* Guilherme d'Oliveira Martins
29 Novembro 2022 — 00:27
Tenho dificuldade em falar de José Ruy no passado. Apesar dos
seus 92 anos, irradiava juventude, sempre a pensar no próximo livro que iria
publicar, e que já estava delineado e desenhado na sua cabeça. Se há autor que
simboliza hoje em Portugal a Banda Desenhada ou as "histórias de
quadradinhos", como preferia designar a 9.ª Arte (a seguir ao cinema e à
fotografia e antes dos videojogos), é José Ruy, com mais de oitenta álbuns
publicados, entre os quais se destacam as adaptações de obras literárias
clássicas como Os Lusíadas, a Peregrinação de
Fernão Mendes Pinto, Ubirajara de José de Alencar, O
Bobo de Alexandre Herculano, além de diversos outros temas desde a
História às biografias, passando pela memória do Diário de Notícias,
pelas viagens, como as de Porto Bomvento, ou pelas vidas de Almeida Garrett,
João de Deus, Bernardo Santareno, Pero da Covilhã, Pedro Álvares Cabral,
Aristides de Sousa Mendes, Leonardo Coimbra, Humberto Delgado, Charlie Chaplin
ou Carolina Beatriz Ângelo. E graças ao encontro com um saudoso amigo comum,
Amadeu Ferreira, ilustrou a história da língua e do povo mirandês.

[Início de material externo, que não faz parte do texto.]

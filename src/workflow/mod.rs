//! Receipt workflows around the settlement engine.
//!
//! Validation of everything the engine assumes (bounded non-negative
//! amounts, well-formed assignments, a payer) happens here, before data
//! reaches the store or the engine. Settling assembles the engine input from the store,
//! computes rows, and writes them back in one atomic replace.

mod settle;
mod validation;

pub use settle::{
    SettlementInput, add_line_item, assemble_input, create_receipt, delete_line_item,
    preview_receipt, replace_assignments, settle_receipt, update_line_item, update_member,
    update_receipt,
};
pub use validation::{validate_assignments, validate_input, validate_receipt};
//! Receipt splitting and settlement for shared group expenses.
//!
//! This crate divides a receipt's line items, tax and tip among the members
//! of a group, producing per-member amounts that always sum exactly to the
//! inputs. Around that core sit a receipt store, the settle workflow, a
//! ledger export builder and an HTTP API.

#![warn(missing_docs)]

pub mod allocation;
pub mod api;
pub mod config;
pub mod error;
pub mod ledger;
pub mod models;
pub mod store;
pub mod workflow;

Em vez de seguir arquitetura, como seu pai desejara, preferiu
o curso de Desenhador Litográfico na "sua" Escola António Arroio,
onde conheceu figuras marcantes da Banda Desenhada portuguesa como Eduardo
Teixeira Coelho e José Garcês. Tornou-se assim mestre da arte que cultivou
desde muito cedo, como um verdadeiro artesão. Com apenas 14 anos, publicou o
seu primeiro trabalho de ilustração gráfica na revista O Papagaio de
Adolfo Simões Müller com a qual passa a colaborar regularmente, fazendo
ilustrações e escrevendo contos. Mas foi com O Mosquito que
tudo começou, quando, na infância, com apenas 6 anos, José Ruy se entusiasmou
com as histórias ilustradas. Quando em 1952 começou a colaborar com a sua
produção, sentiu um enorme entusiasmo, por poder colocar o seu nome enquanto
autor, numa equipa, na qual pontificavam António Cardoso Lopes Júnior
(Tiotónio) e Raúl Correia. Antes, já aí trabalhara, na legendagem e preparação
de cores. E nesse mesmo ano participa como organizador e artista na Exposição
de Literatura Infantil. Na segunda série de O Mosquito, em 1960,
foi diretor artístico da publicação, mas, ao longo da vida, distribuiu a sua
colaboração pelo
Cavaleiro Andante, Camarada, Mundo de Aventuras ou Tintin,
para além de ser responsável gráfico em vários projetos na Bertrand, nas
Publicações Europa-América, na Editorial Íbis e Editorial Notícias. Fruto de um
permanente entusiasmo criativo, publicou recentemente, ainda em 2020, O
Heroísmo de uma Vitória, sobre a guerra civil entre liberais e absolutistas
e sobre a Regência de D. Pedro na Ilha Terceira, nos Açores, tendo ainda
deixado pronto para publicação o primeiro volume das Lendas japonesas, de
Wenceslau de Moraes, que ficou inédito.
José Ruy contribuiu decisivamente para tornar a Amadora
capital da Banda Desenhada.
José Ruy contribuiu decisivamente para tornar a Amadora
capital da Banda Desenhada, com uma grande riqueza nas iniciativas e no
aprofundamento dos conhecimentos nesse domínio. Contudo, à sua ação aliaram-se
uma plêiade de artistas, o carisma e a tradição da 9.ª Arte. Não esquecerei
ainda a memorável sessão que animou no Centro Nacional de Cultura sobre a sua
experiência, designadamente, recordando o tempo em que o ilustrador era
obrigado a trabalhar diretamente na matriz das gravuras para acertos de última
hora e para garantir a melhor legibilidade das pranchas e a qualidade das
publicações. Então, até a escolha da cor da capa pelo artista era importante
para mobilizar os leitores e o público, aguçando-lhes a curiosidade e o
interesse. Desenhador, autor e artífice, José Ruy faz-nos reviver os seus
heróis através de uma encenação primorosa, pelo traço seguro e pela cor
vibrante, capazes de nos atrair em nome de um humanismo vivo.